Methods: This study is a secondary analysis of data from the nuMoM2b (Nulliparous Pregnancy Outcomes Study: Monitoring Mothers-To-Be) longitudinal cohort study, which recruited participants between 2010 and 2013. We estimated prevalence differences (PD) for area deprivation index (ADI) and for social support with each adverse birth outcome, and we evaluated whether the effect of ADI was modified by perceived social support; we additionally stratified by race/ethnicity. All models were adjusted for maternal age and education.
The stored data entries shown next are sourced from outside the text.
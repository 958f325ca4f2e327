//! Account registration page. New accounts wait for administrator approval.

use leptos::prelude::*;

use crate::net::types::Registration;
use crate::util::forms;

pub const REGISTER_FAILURE: &str = "Registration failed. Please try again.";
pub const REGISTER_SUCCESS: &str = "Account created. An administrator must approve it before you can sign in.";

#[component]
pub fn RegisterPage() -> impl IntoView {
    let form = RwSignal::new(Registration::default());
    let error = RwSignal::new(None::<String>);
    let done = RwSignal::new(false);
    let busy = RwSignal::new(false);

    let on_submit = move |ev: leptos::ev::SubmitEvent| {
        ev.prevent_default();
        if busy.get_untracked() {
            return;
        }
        let registration = match form.with_untracked(forms::registration) {
            Ok(registration) => registration,
            Err(err) => {
                error.set(Some(err.to_string()));
                return;
            }
        };
        error.set(None);
        busy.set(true);

        #[cfg(feature = "hydrate")]
        leptos::task::spawn_local(async move {
            match crate::net::api::register(registration).await {
                Ok(()) => {
                    form.set(Registration::default());
                    done.set(true);
                }
                Err(err) => {
                    leptos::logging::warn!("registration failed: {err}");
                    error.set(Some(REGISTER_FAILURE.to_owned()));
                }
            }
            busy.set(false);
        });
        #[cfg(not(feature = "hydrate"))]
        {
            let _ = registration;
            busy.set(false);
        }
    };

    let field = move |label: &'static str, kind: &'static str, get: fn(&Registration) -> &String, set: fn(&mut Registration, String)| {
        view! {
            <input
                class="auth-input"
                type=kind
                placeholder=label
                prop:value=move || form.with(|f| get(f).clone())
                on:input=move |ev| {
                    let value = event_target_value(&ev);
                    form.update(|f| set(f, value));
                }
            />
        }
    };

    view! {
        <div class="auth-page">
            <div class="auth-card">
                <h1 class="auth-card__title">"Create an account"</h1>
                <Show
                    when=move || done.get()
                    fallback=move || {
                        view! {
                            <form class="auth-form" on:submit=on_submit>
                                {field("Username", "text", |f| &f.username, |f, v| f.username = v)}
                                {field("Email", "email", |f| &f.email, |f, v| f.email = v)}
                                {field("First name", "text", |f| &f.first_name, |f, v| f.first_name = v)}
                                {field("Last name", "text", |f| &f.last_name, |f, v| f.last_name = v)}
                                {field("Password", "password", |f| &f.password, |f, v| f.password = v)}
                                {field("Confirm password", "password", |f| &f.confirm_password, |f, v| f.confirm_password = v)}
                                <Show when=move || error.with(Option::is_some)>
                                    <p class="auth-form__error">{move || error.get().unwrap_or_default()}</p>
                                </Show>
                                <button class="btn auth-form__submit" type="submit" disabled=move || busy.get()>
                                    {move || if busy.get() { "Registering..." } else { "Register" }}
                                </button>
                            </form>
                        }
                    }
                >
                    <p class="auth-card__notice">{REGISTER_SUCCESS}</p>
                    <a class="btn" href="/login">
                        "Go to login"
                    </a>
                </Show>
                <p class="auth-card__footer">
                    "Already registered? " <a href="/login">"Sign in"</a>
                </p>
            </div>
        </div>
    }
}
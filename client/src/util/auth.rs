//! Route access decisions for protected pages.
//!
//! SYSTEM CONTEXT
//! ==============
//! Every protected route applies the same three checks against the session:
//! still restoring, signed out, or signed in but unapproved. The decision is a
//! pure function so it can be tested without a router; `Protected` wires it to
//! the Leptos location and navigate hooks.

#[cfg(test)]
#[path = "auth_test.rs"]
mod auth_test;

use url::form_urlencoded;

use crate::state::auth::Session;

pub const LOGIN_PATH: &str = "/login";
pub const PENDING_APPROVAL_PATH: &str = "/pending-approval";
pub const DEFAULT_AFTER_LOGIN: &str = "/dashboard";

/// What a protected route should do for the current session and path.
#[derive(Clone, Debug, PartialEq, Eq)]
pub enum GuardDecision {
    /// Not enough is known yet; render nothing and stay put.
    Wait,
    /// Render nothing and navigate elsewhere.
    Redirect(String),
    /// Render the wrapped page.
    Render,
}

/// Navigation service the guard redirects through.
pub trait Navigator {
    fn current_path(&self) -> String;
    fn redirect(&self, path: &str);
}

/// Decide how a protected page at `path` is handled for `session`.
pub fn evaluate(session: &Session, path: &str) -> GuardDecision {
    if session.loading {
        return GuardDecision::Wait;
    }
    if !session.is_authenticated() {
        return GuardDecision::Redirect(login_redirect(path));
    }
    let Some(user) = session.current_user() else {
        // Token without profile: the restore has not published a user yet.
        return GuardDecision::Wait;
    };
    if !user.is_approved && path != PENDING_APPROVAL_PATH {
        return GuardDecision::Redirect(PENDING_APPROVAL_PATH.to_owned());
    }
    GuardDecision::Render
}

/// Apply the decision through `navigator`. Returns whether the page may render.
pub fn guard(session: &Session, navigator: &impl Navigator) -> bool {
    match evaluate(session, &navigator.current_path()) {
        GuardDecision::Render => true,
        GuardDecision::Wait => false,
        GuardDecision::Redirect(target) => {
            navigator.redirect(&target);
            false
        }
    }
}

/// Login location that returns to `path` after a successful sign-in.
pub fn login_redirect(path: &str) -> String {
    let encoded: String = form_urlencoded::byte_serialize(path.as_bytes()).collect();
    format!("{LOGIN_PATH}?redirect={encoded}")
}

/// Where to go after login. Only same-origin absolute paths are honoured.
pub fn redirect_target(requested: Option<&str>) -> String {
    match requested.map(str::trim) {
        Some(path) if path.starts_with('/') && !path.starts_with("//") && !path.starts_with("/\\") => path.to_owned(),
        _ => DEFAULT_AFTER_LOGIN.to_owned(),
    }
}
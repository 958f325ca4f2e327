//! Task list with an optional row limit.

#[cfg(test)]
#[path = "task_list_test.rs"]
mod task_list_test;

use leptos::prelude::*;

use crate::components::task_item::TaskItem;
use crate::net::types::Task;

/// The first `limit` tasks, or all of them without a limit.
pub fn visible(tasks: &[Task], limit: Option<usize>) -> &[Task] {
    match limit {
        Some(limit) => &tasks[..limit.min(tasks.len())],
        None => tasks,
    }
}

#[component]
pub fn TaskList(#[prop(into)] tasks: Signal<Vec<Task>>, #[prop(optional)] limit: Option<usize>) -> impl IntoView {
    view! {
        {move || {
            let shown = tasks.with(|all| visible(all, limit).to_vec());
            if shown.is_empty() {
                view! { <p class="task-list__empty">"No tasks found"</p> }.into_any()
            } else {
                view! {
                    <ul class="task-list">
                        {shown.into_iter().map(|task| view! { <TaskItem task/> }).collect_view()}
                    </ul>
                }
                    .into_any()
            }
        }}
    }
}
//! Client configuration: the task API base URL.
//!
//! SYSTEM CONTEXT
//! ==============
//! The base URL is baked in at build time from `TASKDECK_API_URL` and can be
//! replaced at runtime by `window.TASKDECK_CONFIG`, which the host publishes
//! at `/config.js`. Values here are public; never put secrets in them.

#[cfg(test)]
#[path = "config_test.rs"]
mod config_test;

/// Fallback API location used when nothing else is configured.
pub const DEFAULT_API_BASE_URL: &str = "http://localhost:8000";

/// Name of the global the host assigns in `/config.js`.
pub const RUNTIME_CONFIG_GLOBAL: &str = "TASKDECK_CONFIG";

#[derive(Clone, Debug, PartialEq, Eq)]
pub struct AppConfig {
    pub api_base_url: String,
}

impl AppConfig {
    /// Build-time defaults with runtime overrides applied.
    pub fn load() -> Self {
        let mut config = Self {
            api_base_url: option_env!("TASKDECK_API_URL").unwrap_or(DEFAULT_API_BASE_URL).to_owned(),
        };
        if let Some(runtime) = runtime_config() {
            apply_runtime_overrides(&mut config, runtime);
        }
        config
    }
}

#[derive(Debug, Default)]
struct RuntimeConfig {
    api_base_url: Option<String>,
}

fn apply_runtime_overrides(config: &mut AppConfig, runtime: RuntimeConfig) {
    if let Some(value) = runtime.api_base_url {
        config.api_base_url = value;
    }
}

#[cfg(feature = "hydrate")]
fn runtime_config() -> Option<RuntimeConfig> {
    use wasm_bindgen::JsValue;

    let window = web_sys::window()?;
    let config = js_sys::Reflect::get(&window, &JsValue::from_str(RUNTIME_CONFIG_GLOBAL)).ok()?;
    if config.is_null() || config.is_undefined() {
        return None;
    }
    let api_base_url = js_sys::Reflect::get(&config, &JsValue::from_str("api_base_url"))
        .ok()?
        .as_string()
        .and_then(|raw| normalize_runtime_value(&raw));
    Some(RuntimeConfig { api_base_url })
}

#[cfg(not(feature = "hydrate"))]
fn runtime_config() -> Option<RuntimeConfig> {
    None
}

fn normalize_runtime_value(value: &str) -> Option<String> {
    let trimmed = value.trim();
    if trimmed.is_empty() { None } else { Some(trimmed.to_owned()) }
}
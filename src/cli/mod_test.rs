use std::io::Cursor;

use clap::Parser;
use serial_test::serial;

use crate::cli::prompt::LinePrompter;
use crate::cli::{Cli, Commands, ProjectCommands, execute};
use crate::db::{Database, ProjectRepository, SqliteDatabase, TodoRepository};

async fn setup_db() -> SqliteDatabase {
    let db = SqliteDatabase::in_memory()
        .await
        .expect("Failed to create in-memory database");
    db.migrate().await.expect("Migration should succeed");
    db
}

fn answers(input: &str) -> LinePrompter<Cursor<String>, Vec<u8>> {
    LinePrompter::new(Cursor::new(input.to_string()), Vec::new())
}

fn parse(args: &[&str]) -> Commands {
    Cli::try_parse_from(args)
        .expect("Arguments should parse")
        .command
        .expect("Command should be present")
}

#[test]
fn full_date_flag_has_short_and_long_forms() {
    for args in [
        ["toto", "list-long", "-D"],
        ["toto", "list-long", "--Full-Date"],
    ] {
        assert!(matches!(
            parse(&args),
            Commands::ListLong {
                full_date: true,
                ..
            }
        ));
    }

    assert!(matches!(
        parse(&["toto", "lsl"]),
        Commands::Lsl {
            full_date: false,
            ..
        }
    ));
}

#[test]
fn reset_confirm_flag() {
    assert!(matches!(
        parse(&["toto", "reset", "-c"]),
        Commands::Reset { confirm: true }
    ));
    assert!(matches!(
        parse(&["toto", "reset", "--confirm"]),
        Commands::Reset { confirm: true }
    ));
    assert!(matches!(
        parse(&["toto", "reset"]),
        Commands::Reset { confirm: false }
    ));
}

#[test]
fn project_delete_accepts_alias_and_negative_ids() {
    assert!(matches!(
        parse(&["toto", "project", "del", "-3"]),
        Commands::Project {
            command: ProjectCommands::Delete { id: -3 }
        }
    ));
}

#[test]
fn global_db_flag_is_accepted_after_subcommand() {
    let cli = Cli::try_parse_from(["toto", "ls", "--db", "/tmp/other.db"]).unwrap();
    assert_eq!(cli.db.unwrap().to_str(), Some("/tmp/other.db"));
}

#[test]
fn list_takes_no_positional_arguments() {
    assert!(Cli::try_parse_from(["toto", "list", "extra"]).is_err());
}

#[tokio::test]
async fn ls_lists_every_project() {
    let db = setup_db().await;
    let mut prompter = answers("");

    let output = execute(&db, &mut prompter, parse(&["toto", "ls"]))
        .await
        .unwrap();
    assert_eq!(output, "No todos found.");
}

#[tokio::test]
#[serial]
async fn list_uses_project_of_current_directory() {
    let db = setup_db().await;
    let dir = tempfile::tempdir().expect("tempdir");
    let original = std::env::current_dir().expect("cwd");
    std::env::set_current_dir(dir.path()).expect("chdir");

    let mut prompter = answers("");
    let created = execute(
        &db,
        &mut prompter,
        parse(&["toto", "project", "add", "Here", "-d", "cwd project"]),
    )
    .await;
    let added = execute(&db, &mut prompter, parse(&["toto", "add", "Local task"])).await;
    let listed = execute(&db, &mut prompter, parse(&["toto", "list"])).await;

    std::env::set_current_dir(original).expect("restore cwd");

    assert_eq!(created.unwrap(), "New project added: Here.");
    assert!(added.is_ok());
    assert!(listed.unwrap().contains("Local task"));

    let project = db.projects().get(2).await.unwrap();
    assert_eq!(db.todos().get(1).await.unwrap().project_id, project.id);
}

#[tokio::test]
async fn reset_via_command_respects_flag() {
    let db = setup_db().await;
    let mut prompter = answers("");

    let output = execute(&db, &mut prompter, parse(&["toto", "reset", "-c"]))
        .await
        .unwrap();
    assert_eq!(output, "Database cleared successfully!");
    assert!(db.projects().list().await.unwrap().is_empty());
}
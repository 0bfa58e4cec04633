//! Database utility functions.

use chrono::{DateTime, Utc};

use crate::db::{DbError, DbResult};

/// Current time, truncated to whole seconds so stored values round-trip.
pub fn current_timestamp() -> DateTime<Utc> {
    let now = Utc::now();
    DateTime::from_timestamp(now.timestamp(), 0).unwrap_or(now)
}

/// Current working directory as a string, the key for project lookup.
pub fn current_dir_string() -> DbResult<String> {
    let dir = std::env::current_dir().map_err(|e| DbError::InvalidInput {
        message: format!("Error getting current directory: {}", e),
    })?;
    Ok(dir.to_string_lossy().into_owned())
}

/// Trim an optional free-text field, mapping blank input to `None`.
pub fn normalize_optional(value: Option<&str>) -> Option<String> {
    value
        .map(str::trim)
        .filter(|s| !s.is_empty())
        .map(str::to_string)
}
Results: Our analytic sample included n = 8377 participants. Among the birth outcomes we investigated, high social support had the strongest association with preterm birth. Participants reporting high social support had three fewer cases of preterm birth per 100 pregnancies (PD = -0.03, 95% CI -0.05, 0.00), compared to participants reporting low or moderate social support. The only evidence of high social support buffering against the harmful effects of neighbourhood deprivation was seen with SGA. Among participants with low or moderate social support, a 25-percentile increase in ADI was associated with two excess cases of SGA per 100 pregnancies (PD = 0.02, 95% CI -0.01, 0.04); whereas among participants with high social support, there was a null effect (PD = 0.00, 95% CI -0.01, 0.01). This effect modification was seen mostly among non-Hispanic White individuals.
Conclusion: Social support might offer some protection against the effects of neighbourhood deprivation on SGA, perhaps more so for non-Hispanic White people. However, we did not find evidence of social support buffering against the effects of neighbourhood deprivation on preterm birth.